[Records from a collection]

::::

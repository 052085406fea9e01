//! Key/value persistence for serialized models.
//!
//! The classifier only produces and consumes strings; where they live is up
//! to a [`ModelStore`]. [`MemoryStore`] keeps them in a map, [`FileStore`]
//! writes one `<key>.json` file per key into a directory.

use std::collections::HashMap;
use std::fmt::Debug;
use std::fs;
use std::hash::Hash;
use std::io;
use std::path::{Path, PathBuf};

use k_nn::{KnnClassifier, KnnError};
use kickform_helpers::{Distance, Float};
use serde::Serialize;
use serde::de::DeserializeOwned;
use thiserror::Error;
use tracing::{info, warn};

/// Key the live model is stored under unless configured otherwise.
pub const DEFAULT_MODEL_KEY: &str = "free_kick_model";

#[derive(Debug, Error)]
pub enum StoreError {
    #[error("invalid store key {0:?}")]
    InvalidKey(String),
    #[error("store I/O failed for key {key:?}: {source}")]
    Io {
        key: String,
        #[source]
        source: io::Error,
    },
}

#[derive(Debug, Error)]
pub enum PersistError {
    #[error(transparent)]
    Model(#[from] KnnError),
    #[error(transparent)]
    Store(#[from] StoreError),
}

/// A string key/value store.
pub trait ModelStore {
    fn get(&self, key: &str) -> Result<Option<String>, StoreError>;

    fn set(&mut self, key: &str, value: &str) -> Result<(), StoreError>;
}

#[derive(Debug, Clone, Default)]
pub struct MemoryStore {
    entries: HashMap<String, String>,
}

impl MemoryStore {
    pub fn new() -> Self {
        Self::default()
    }
}

impl ModelStore for MemoryStore {
    fn get(&self, key: &str) -> Result<Option<String>, StoreError> {
        Ok(self.entries.get(key).cloned())
    }

    fn set(&mut self, key: &str, value: &str) -> Result<(), StoreError> {
        self.entries.insert(key.to_string(), value.to_string());
        Ok(())
    }
}

/// One file per key under a directory, created on first write.
///
/// Keys are restricted to ASCII letters, digits, `_` and `-`.
#[derive(Debug, Clone)]
pub struct FileStore {
    dir: PathBuf,
}

impl FileStore {
    pub fn new(dir: impl Into<PathBuf>) -> Self {
        Self { dir: dir.into() }
    }

    pub fn dir(&self) -> &Path {
        &self.dir
    }

    fn path_for(&self, key: &str) -> Result<PathBuf, StoreError> {
        let valid = !key.is_empty()
            && key
                .chars()
                .all(|c| c.is_ascii_alphanumeric() || c == '_' || c == '-');
        if !valid {
            return Err(StoreError::InvalidKey(key.to_string()));
        }
        Ok(self.dir.join(format!("{key}.json")))
    }
}

impl ModelStore for FileStore {
    fn get(&self, key: &str) -> Result<Option<String>, StoreError> {
        let path = self.path_for(key)?;
        match fs::read_to_string(&path) {
            Ok(value) => Ok(Some(value)),
            Err(err) if err.kind() == io::ErrorKind::NotFound => Ok(None),
            Err(source) => Err(StoreError::Io {
                key: key.to_string(),
                source,
            }),
        }
    }

    fn set(&mut self, key: &str, value: &str) -> Result<(), StoreError> {
        let path = self.path_for(key)?;
        let io_err = |source: io::Error| StoreError::Io {
            key: key.to_string(),
            source,
        };
        fs::create_dir_all(&self.dir).map_err(io_err)?;
        // Write-then-rename so a crash never leaves a half-written model.
        let tmp = path.with_extension("json.tmp");
        fs::write(&tmp, value).map_err(io_err)?;
        fs::rename(&tmp, &path).map_err(io_err)?;
        Ok(())
    }
}

/// What a load attempt found in the store.
#[derive(Debug, Clone, PartialEq)]
pub enum LoadOutcome {
    /// The model was replaced with the stored one.
    Loaded { examples: usize },
    /// Nothing is stored under the key.
    NotFound,
    /// Something is stored but it is not a usable model; the classifier is unchanged.
    Unusable(String),
}

/// Serializes `classifier` and writes it under `key`.
pub fn save_model<L, F, D, S>(
    classifier: &KnnClassifier<L, F, D>,
    store: &mut S,
    key: &str,
) -> Result<(), PersistError>
where
    L: Clone + Eq + Hash + Debug + Serialize,
    F: Float + Serialize,
    D: Distance<F>,
    S: ModelStore + ?Sized,
{
    let serialized = classifier.save_model()?;
    store.set(key, &serialized)?;
    info!(key = %key, examples = classifier.len(), "saved model");
    Ok(())
}

/// Reads the model stored under `key` into `classifier`.
///
/// A stored value that fails to load is reported as
/// [`LoadOutcome::Unusable`] and leaves `classifier` untouched. Only store
/// failures are returned as errors.
pub fn load_model<L, F, D, S>(
    classifier: &mut KnnClassifier<L, F, D>,
    store: &S,
    key: &str,
) -> Result<LoadOutcome, StoreError>
where
    L: Clone + Eq + Hash + Debug + DeserializeOwned,
    F: Float + DeserializeOwned,
    D: Distance<F>,
    S: ModelStore + ?Sized,
{
    let Some(serialized) = store.get(key)? else {
        info!(key = %key, "no saved model found");
        return Ok(LoadOutcome::NotFound);
    };
    match classifier.load_model(&serialized) {
        Ok(()) => {
            info!(key = %key, examples = classifier.len(), "loaded model");
            Ok(LoadOutcome::Loaded {
                examples: classifier.len(),
            })
        }
        Err(err) => {
            warn!(key = %key, %err, "no usable saved model");
            Ok(LoadOutcome::Unusable(err.to_string()))
        }
    }
}

#[cfg(test)]
mod tests {
    use super::*;
    use kickform_helpers::L2Dist;
    use ndarray::array;
    use std::time::{SystemTime, UNIX_EPOCH};

    fn scratch_dir(name: &str) -> PathBuf {
        let nanos = SystemTime::now()
            .duration_since(UNIX_EPOCH)
            .unwrap()
            .as_nanos();
        std::env::temp_dir().join(format!("kickform-{name}-{}-{nanos}", std::process::id()))
    }

    fn classifier() -> KnnClassifier<String, f64, L2Dist> {
        let mut c = KnnClassifier::new(3, L2Dist).unwrap();
        c.learn(array![0.0, 0.0], "a".to_string()).unwrap();
        c.learn(array![1.0, 1.0], "b".to_string()).unwrap();
        c
    }

    #[test]
    fn test_memory_store_round_trip() {
        let mut store = MemoryStore::new();
        assert_eq!(store.get("k").unwrap(), None);
        store.set("k", "v").unwrap();
        assert_eq!(store.get("k").unwrap().as_deref(), Some("v"));
    }

    #[test]
    fn test_file_store_round_trip() {
        let dir = scratch_dir("roundtrip");
        let mut store = FileStore::new(&dir);
        assert_eq!(store.get("model").unwrap(), None);

        store.set("model", "{\"k\":1}").unwrap();
        assert_eq!(store.get("model").unwrap().as_deref(), Some("{\"k\":1}"));
        store.set("model", "second").unwrap();
        assert_eq!(store.get("model").unwrap().as_deref(), Some("second"));

        fs::remove_dir_all(&dir).unwrap();
    }

    #[test]
    fn test_file_store_rejects_path_keys() {
        let mut store = FileStore::new(scratch_dir("keys"));
        assert!(matches!(store.get("../escape"), Err(StoreError::InvalidKey(_))));
        assert!(matches!(store.set("", "v"), Err(StoreError::InvalidKey(_))));
    }

    #[test]
    fn test_save_then_load() {
        let mut store = MemoryStore::new();
        save_model(&classifier(), &mut store, DEFAULT_MODEL_KEY).unwrap();

        let mut fresh: KnnClassifier<String, f64, L2Dist> = KnnClassifier::new(5, L2Dist).unwrap();
        let outcome = load_model(&mut fresh, &store, DEFAULT_MODEL_KEY).unwrap();
        assert_eq!(outcome, LoadOutcome::Loaded { examples: 2 });
        assert_eq!(fresh.k(), 3);
    }

    #[test]
    fn test_missing_and_unusable_models() {
        let mut store = MemoryStore::new();
        let mut c = classifier();

        assert_eq!(load_model(&mut c, &store, "absent").unwrap(), LoadOutcome::NotFound);

        store.set("broken", "not json").unwrap();
        let outcome = load_model(&mut c, &store, "broken").unwrap();
        assert!(matches!(outcome, LoadOutcome::Unusable(_)));
        assert_eq!(c.len(), 2);
    }
}
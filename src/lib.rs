//! toolforge - concurrent builder for Go command-line tools
//!
//! Reads a YAML manifest of tools, builds each one from source in its own
//! disposable scratch directory, and drops the resulting binaries into a
//! single output directory. Builds run in parallel, bounded by a concurrency
//! cap and a system-load gate so a large batch does not starve the machine.
//!
//! # Modules
//!
//! - [`config`] - Manifest types, loading, and selection
//! - [`job`] - Artifact naming and pre-flight validation
//! - [`workspace`] - Disposable build-tree lifecycle
//! - [`admission`] - Load-aware dispatch gate
//! - [`scheduler`] - Concurrent dispatch and join-all
//! - [`build`] - Clone/fetch build strategies and subprocess plumbing
//! - [`progress`] - Batch progress reporting
//! - [`cli`] - Command-line interface

pub mod admission;
pub mod build;
pub mod cli;
pub mod config;
pub mod job;
pub mod progress;
pub mod scheduler;
pub mod workspace;

// Re-export commonly used types
pub use admission::{AdmissionGate, LoadError, LoadSampler, SystemLoad};
pub use build::{BuildError, Builder, CommandError, CommandRunner, RunOutput, SystemRunner};
pub use config::{Config, ToolSpec};
pub use job::{Job, JobError, Strategy};
pub use progress::{ConsoleProgress, Progress, SilentProgress};
pub use scheduler::{JobOutcome, Scheduler, SchedulerConfig};
pub use workspace::{Workspace, WorkspaceError};
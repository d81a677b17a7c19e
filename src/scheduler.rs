//! Concurrent build dispatch and join-all

use std::collections::BTreeMap;
use std::sync::Arc;
use std::time::Duration;

use eyre::{Context, Result};
use tokio::sync::Semaphore;
use tracing::{debug, info, warn};

use crate::admission::AdmissionGate;
use crate::build::{BuildError, Builder};
use crate::config::ToolSpec;
use crate::progress::Progress;

/// Limits applied while dispatching builds.
#[derive(Debug, Clone)]
pub struct SchedulerConfig {
    /// Hard cap on simultaneously running builds.
    pub max_concurrent: usize,

    /// Multiple of the logical CPU count the 1-minute load average may reach
    /// before dispatch pauses.
    pub max_load_per_cpu: f64,

    /// Delay between load samples while the gate is closed.
    pub poll_interval: Duration,
}

impl Default for SchedulerConfig {
    fn default() -> Self {
        Self {
            max_concurrent: 4,
            max_load_per_cpu: 2.0,
            poll_interval: Duration::from_millis(50),
        }
    }
}

/// Outcome of one tool's build.
#[derive(Debug)]
pub struct JobOutcome {
    /// Module or repository path of the tool.
    pub module: String,

    /// Success, or why the build failed.
    pub result: Result<(), BuildError>,
}

impl JobOutcome {
    pub fn is_success(&self) -> bool {
        self.result.is_ok()
    }
}

/// Dispatches builds as independent tasks, bounded by a semaphore and the
/// admission gate, and joins them all before returning.
pub struct Scheduler {
    admission: AdmissionGate,
    max_concurrent: usize,
    builder: Arc<Builder>,
    progress: Arc<dyn Progress>,
}

impl Scheduler {
    pub fn new(
        admission: AdmissionGate,
        max_concurrent: usize,
        builder: Arc<Builder>,
        progress: Arc<dyn Progress>,
    ) -> Self {
        Self {
            admission,
            max_concurrent,
            builder,
            progress,
        }
    }

    /// Run every tool in `work`. Per-tool failures are collected into the
    /// outcomes, not propagated; the only fatal errors are a lost load
    /// sample and a panicked build task. Dispatched builds always run to
    /// completion.
    pub async fn run(&self, work: BTreeMap<String, ToolSpec>) -> Result<Vec<JobOutcome>> {
        let semaphore = Arc::new(Semaphore::new(self.max_concurrent));
        let mut handles = Vec::with_capacity(work.len());

        for (module, spec) in work {
            let permit = semaphore
                .clone()
                .acquire_owned()
                .await
                .context("acquiring build slot")?;

            if let Err(e) = self.admission.admit().await {
                // The batch cannot continue without a load signal; let the
                // in-flight builds finish before giving up.
                for handle in handles {
                    let _ = handle.await;
                }
                return Err(e).context("sampling system load");
            }

            debug!(%module, "dispatching build");

            let builder = Arc::clone(&self.builder);
            let progress = Arc::clone(&self.progress);

            handles.push(tokio::spawn(async move {
                let result = builder.build(&module, &spec).await;

                if let Err(err) = &result {
                    warn!(tool = %module, "build failed: {err}");
                    if let Some(out) = err.diagnostics() {
                        if !out.stdout.is_empty() {
                            warn!(tool = %module, "stdout:\n{}", out.stdout.trim_end());
                        }
                        if !out.stderr.is_empty() {
                            warn!(tool = %module, "stderr:\n{}", out.stderr.trim_end());
                        }
                    }
                }

                progress.tick();
                drop(permit);

                JobOutcome { module, result }
            }));
        }

        let mut outcomes = Vec::with_capacity(handles.len());
        for handle in handles {
            outcomes.push(handle.await.context("joining build task")?);
        }

        self.progress.finish();

        let failed = outcomes.iter().filter(|o| !o.is_success()).count();
        info!(total = outcomes.len(), failed, "batch finished");

        Ok(outcomes)
    }
}

#[cfg(test)]
mod tests {
    use super::*;

    #[test]
    fn test_default_limits() {
        let config = SchedulerConfig::default();
        assert_eq!(config.max_concurrent, 4);
        assert_eq!(config.max_load_per_cpu, 2.0);
        assert_eq!(config.poll_interval, Duration::from_millis(50));
    }

    #[test]
    fn test_outcome_success() {
        let outcome = JobOutcome {
            module: "example.org/a".to_string(),
            result: Ok(()),
        };
        assert!(outcome.is_success());
    }
}
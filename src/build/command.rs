//! Subprocess execution and build-step tokenization

use std::path::Path;

use async_trait::async_trait;
use tracing::debug;

/// Placeholder in build steps that expands to the run's output directory.
pub const OUTDIR_VAR: &str = "${OUTDIR}";

/// Captured result of one subprocess invocation.
#[derive(Debug, Clone, Default)]
pub struct RunOutput {
    pub success: bool,
    pub code: Option<i32>,
    pub stdout: String,
    pub stderr: String,
}

/// Errors preparing or spawning a command.
#[derive(Debug, thiserror::Error)]
pub enum CommandError {
    #[error("empty command")]
    Empty,

    #[error("unterminated quote in {0:?}")]
    UnterminatedQuote(String),

    #[error("spawning {program}: {source}")]
    Spawn {
        program: String,
        source: std::io::Error,
    },
}

/// Runs external commands with captured output. Abstracted so builds can be
/// exercised without touching the real toolchain.
#[async_trait]
pub trait CommandRunner: Send + Sync {
    async fn run(&self, argv: &[String], workdir: &Path) -> Result<RunOutput, CommandError>;
}

/// Spawns real processes via tokio.
pub struct SystemRunner;

#[async_trait]
impl CommandRunner for SystemRunner {
    async fn run(&self, argv: &[String], workdir: &Path) -> Result<RunOutput, CommandError> {
        let (program, args) = argv.split_first().ok_or(CommandError::Empty)?;

        debug!(%program, ?args, workdir = %workdir.display(), "running command");

        let output = tokio::process::Command::new(program)
            .args(args)
            .current_dir(workdir)
            .output()
            .await
            .map_err(|source| CommandError::Spawn {
                program: program.clone(),
                source,
            })?;

        Ok(RunOutput {
            success: output.status.success(),
            code: output.status.code(),
            stdout: String::from_utf8_lossy(&output.stdout).into_owned(),
            stderr: String::from_utf8_lossy(&output.stderr).into_owned(),
        })
    }
}

/// Split a build step into argv. Quotes group words with embedded spaces and
/// a backslash escapes the next character; plain whitespace splitting is not
/// enough for real build command lines.
pub fn tokenize(step: &str) -> Result<Vec<String>, CommandError> {
    let mut tokens = Vec::new();
    let mut current = String::new();
    let mut in_token = false;
    let mut quote: Option<char> = None;
    let mut chars = step.chars();

    while let Some(c) = chars.next() {
        match quote {
            Some(q) => {
                if c == q {
                    quote = None;
                } else if c == '\\' && q == '"' {
                    match chars.next() {
                        Some(escaped) => current.push(escaped),
                        None => return Err(CommandError::UnterminatedQuote(step.to_string())),
                    }
                } else {
                    current.push(c);
                }
            }
            None => match c {
                '\'' | '"' => {
                    quote = Some(c);
                    in_token = true;
                }
                '\\' => {
                    in_token = true;
                    match chars.next() {
                        Some(escaped) => current.push(escaped),
                        None => current.push('\\'),
                    }
                }
                c if c.is_whitespace() => {
                    if in_token {
                        tokens.push(std::mem::take(&mut current));
                        in_token = false;
                    }
                }
                c => {
                    current.push(c);
                    in_token = true;
                }
            },
        }
    }

    if quote.is_some() {
        return Err(CommandError::UnterminatedQuote(step.to_string()));
    }

    if in_token {
        tokens.push(current);
    }

    if tokens.is_empty() {
        return Err(CommandError::Empty);
    }

    Ok(tokens)
}

/// Expand the output-directory placeholder in argument tokens. The program
/// name itself is never expanded; unknown `${...}` text passes through
/// untouched.
pub fn expand_args(argv: &mut [String], output_dir: &Path) {
    let outdir = output_dir.to_string_lossy();

    for arg in argv.iter_mut().skip(1) {
        if arg.contains(OUTDIR_VAR) {
            *arg = arg.replace(OUTDIR_VAR, &outdir);
        }
    }
}
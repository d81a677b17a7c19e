//! Command-line interface

use clap::Parser;
use std::path::PathBuf;

/// Build a set of Go tools concurrently
#[derive(Debug, Parser)]
#[command(
    name = "forge",
    about = "Concurrent builder for Go command-line tools",
    version
)]
pub struct Cli {
    /// Path to the tool manifest (default: ./config.yaml)
    #[arg(short, long)]
    pub config: Option<PathBuf>,

    /// Directory that receives the built binaries (default: current directory)
    #[arg(short, long)]
    pub output_dir: Option<PathBuf>,

    /// Keep the build directory for inspection
    #[arg(short, long)]
    pub keep: bool,

    /// Enable verbose output
    #[arg(short, long)]
    pub verbose: bool,

    /// Build only these tools (default: everything in the manifest)
    #[arg(value_name = "TOOL")]
    pub tools: Vec<String>,
}

#[cfg(test)]
mod tests {
    use super::*;

    #[test]
    fn test_cli_defaults() {
        let cli = Cli::parse_from(["forge"]);
        assert!(cli.config.is_none());
        assert!(cli.output_dir.is_none());
        assert!(!cli.keep);
        assert!(!cli.verbose);
        assert!(cli.tools.is_empty());
    }

    #[test]
    fn test_cli_flags() {
        let cli = Cli::parse_from(["forge", "-c", "tools.yaml", "-o", "/opt/bin", "--keep", "-v"]);
        assert_eq!(cli.config, Some(PathBuf::from("tools.yaml")));
        assert_eq!(cli.output_dir, Some(PathBuf::from("/opt/bin")));
        assert!(cli.keep);
        assert!(cli.verbose);
    }

    #[test]
    fn test_cli_tool_filters() {
        let cli = Cli::parse_from(["forge", "golang.org/x/tools/gopls", "github.com/go-delve/delve/cmd/dlv"]);
        assert_eq!(
            cli.tools,
            vec![
                "golang.org/x/tools/gopls".to_string(),
                "github.com/go-delve/delve/cmd/dlv".to_string()
            ]
        );
    }
}
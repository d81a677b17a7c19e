//! Shallow-clone build strategy

use tracing::debug;

use super::{BuildError, StepContext, expand_args, go_build, tokenize};
use crate::job::Job;

/// Clone the module's repository into the scratch directory and run its
/// build steps in order. An empty step list falls back to plain `go build`.
pub(super) async fn build(ctx: &StepContext<'_>, job: &Job) -> Result<(), BuildError> {
    let url = format!("https://{}", job.module);
    let argv = vec![
        "git".to_string(),
        "clone".to_string(),
        "--depth".to_string(),
        "1".to_string(),
        url,
        ".".to_string(),
    ];

    let out = ctx.runner.run(&argv, ctx.scratch).await?;
    if !out.success {
        return Err(BuildError::CloneFailed {
            module: job.module.clone(),
            output: out,
        });
    }

    if job.steps.is_empty() {
        return go_build(ctx, &job.module).await;
    }

    for step in &job.steps {
        let mut argv = tokenize(step).map_err(|source| BuildError::BadStep {
            step: step.clone(),
            source,
        })?;
        expand_args(&mut argv, ctx.output_dir);

        let out = ctx.runner.run(&argv, ctx.scratch).await?;
        if !out.success {
            return Err(BuildError::StepFailed {
                step: step.clone(),
                output: out,
            });
        }

        debug!(module = %job.module, %step, "build step finished");
    }

    Ok(())
}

::::

▸ EXERCISE
Search the records for the word "Reads". Copy each line where it appears.

▸ RESPONSE AREA
/// Reads the model stored under `key` into `classifier`.
//! Reads a YAML manifest of tools, builds each one from source in its own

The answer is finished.